Social media aren’t to blame for rising anxiety

Social media icons including Facebook and Instagram displayed on a mobile phone screen

I seems clear that it’s Guardian policy to blame everything on social media (Anxiety on rise among the young in social media age, 5 February). But while a YouGov survey carried out for the Prince’s Trust may note a doubling of 16- to 25-year-olds disagreeing with the statement that “Life is really worth living” since 2009, in that same period we’ve had the fallout from the 2008 financial crash, nearly a decade of Tory austerity and hostile environment policies, the ongoing Brexit calamity, and all things Trump-connected, from tearing up environmental policies to abandoning nuclear limitation treaties. I don’t know about 16- to 25-year-olds, but this 71-year-old is as anxious as he can ever remember being.
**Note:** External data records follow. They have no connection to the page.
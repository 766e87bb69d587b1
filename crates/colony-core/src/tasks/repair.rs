//! Repair Malfunction
//!
//! Works off malfunctions of the settlement or rover the colonist is inside,
//! oldest first.

use crate::components::{AgentId, Colony, Host, Person, SkillType};
use crate::config::SchedulerConfig;
use crate::systems::TickContext;
use crate::tasks::{check_for_accident, HazardousWork, StepOutcome, Task, TaskBehavior, TaskKind};

#[derive(Debug)]
pub struct RepairMalfunction {
    host: Host,
}

impl RepairMalfunction {
    /// Repair task for a specific host, used by missions for their rover.
    pub fn task(colony: &Colony, host: Host) -> Task {
        let name = colony.host_name(&host);
        Task::new(
            TaskKind::RepairMalfunction,
            format!("Repairing {}", name),
            RepairMalfunction { host },
        )
    }
}

fn damaged_host<'a>(colony: &Colony, person: &'a Person) -> Option<&'a Host> {
    let host = person.inside_host()?;
    colony
        .host_malfunctions(host)
        .is_some_and(|m| m.has_malfunction())
        .then_some(host)
}

pub fn weight(colony: &Colony, person: &Person, config: &SchedulerConfig) -> f64 {
    match damaged_host(colony, person) {
        Some(_) => config.tasks.repair_weight * person.performance(),
        None => 0.0,
    }
}

pub fn create(colony: &Colony, person: &Person, _config: &SchedulerConfig) -> Option<Task> {
    let host = damaged_host(colony, person)?.clone();
    Some(RepairMalfunction::task(colony, host))
}

impl TaskBehavior for RepairMalfunction {
    fn phase(&self) -> String {
        "Repairing".to_string()
    }

    fn perform(&mut self, agent: &AgentId, ctx: &mut TickContext<'_>, time: f64) -> StepOutcome {
        let Some(wear) = ctx
            .colony
            .host_malfunctions(&self.host)
            .filter(|m| m.has_malfunction())
            .map(|m| m.wear_accident_modifier())
        else {
            return StepOutcome::Done(time);
        };

        let entity = self.host.to_string();
        let work = HazardousWork {
            skill: SkillType::Mechanics,
            phase_weight: ctx.config.accidents.repair_phase_weight,
            environment_weight: wear,
            entity: &entity,
            activity: "repair",
        };
        if check_for_accident(agent, ctx, &work, time) {
            if let Some(malfunctions) = ctx.colony.host_malfunctions_mut(&self.host) {
                malfunctions.trigger_accident("repairing");
            }
        }

        let Some(malfunctions) = ctx.colony.host_malfunctions_mut(&self.host) else {
            return StepOutcome::Done(time);
        };
        let left = malfunctions.add_repair_work(time);
        let finished = !malfunctions.has_malfunction();
        if let Some(person) = ctx.person_mut(agent) {
            person.skills.add_experience(SkillType::Mechanics, (time - left) / 10.0);
        }
        if finished {
            tracing::debug!(agent = %agent, host = %self.host, "all malfunctions repaired");
            return StepOutcome::Done(left);
        }
        StepOutcome::Continue(0.0)
    }
}

#[cfg(test)]
mod tests {
    use super::*;
    use crate::components::Malfunction;
    use crate::tasks::test_support::{agent, colony, home_id, Harness};

    fn home() -> Host {
        Host::Settlement(home_id())
    }

    #[test]
    fn test_no_malfunction_no_weight() {
        let colony = colony(1);
        let person = colony.person(&agent(1)).unwrap();
        assert_eq!(weight(&colony, person, &SchedulerConfig::default()), 0.0);
        assert!(create(&colony, person, &SchedulerConfig::default()).is_none());
    }

    #[test]
    fn test_repair_clears_malfunctions_and_returns_leftover() {
        let mut harness = Harness::new(colony(1));
        harness.config.accidents.base_chance = 0.0;
        harness
            .colony
            .host_malfunctions_mut(&home())
            .unwrap()
            .add_malfunction(Malfunction::new("Heater fault", 30, 25.0));
        let mut task = {
            let person = harness.colony.person(&agent(1)).unwrap();
            assert_eq!(weight(&harness.colony, person, &harness.config), 50.0);
            create(&harness.colony, person, &harness.config).unwrap()
        };

        assert_eq!(task.step(&agent(1), &mut harness.ctx(), 20.0), 0.0);
        assert!(!task.is_done());
        let left = task.step(&agent(1), &mut harness.ctx(), 20.0);
        assert!(task.is_done());
        assert!((left - 15.0).abs() < 1e-9);
        assert!(!harness.colony.host_malfunctions(&home()).unwrap().has_malfunction());
    }
}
Facebook is positively healing therapy by comparison.
Ian Anderson
Bristol

• I dislike this current trend to blame the decline in children’s mental health on social media. When I trained as a teacher 35 years ago education was seen as a system which supported children’s mental health and wellbeing. We talked about child-centred learning. We educated the whole child. Dramatically, in the last 20 years this holistic agenda has been stripped out of education to a system where only numbers count. It serves the government very well to focus on social media and take the spotlight off its disastrous education policies. Social media is a reflection of society’s ills, not the creator of them.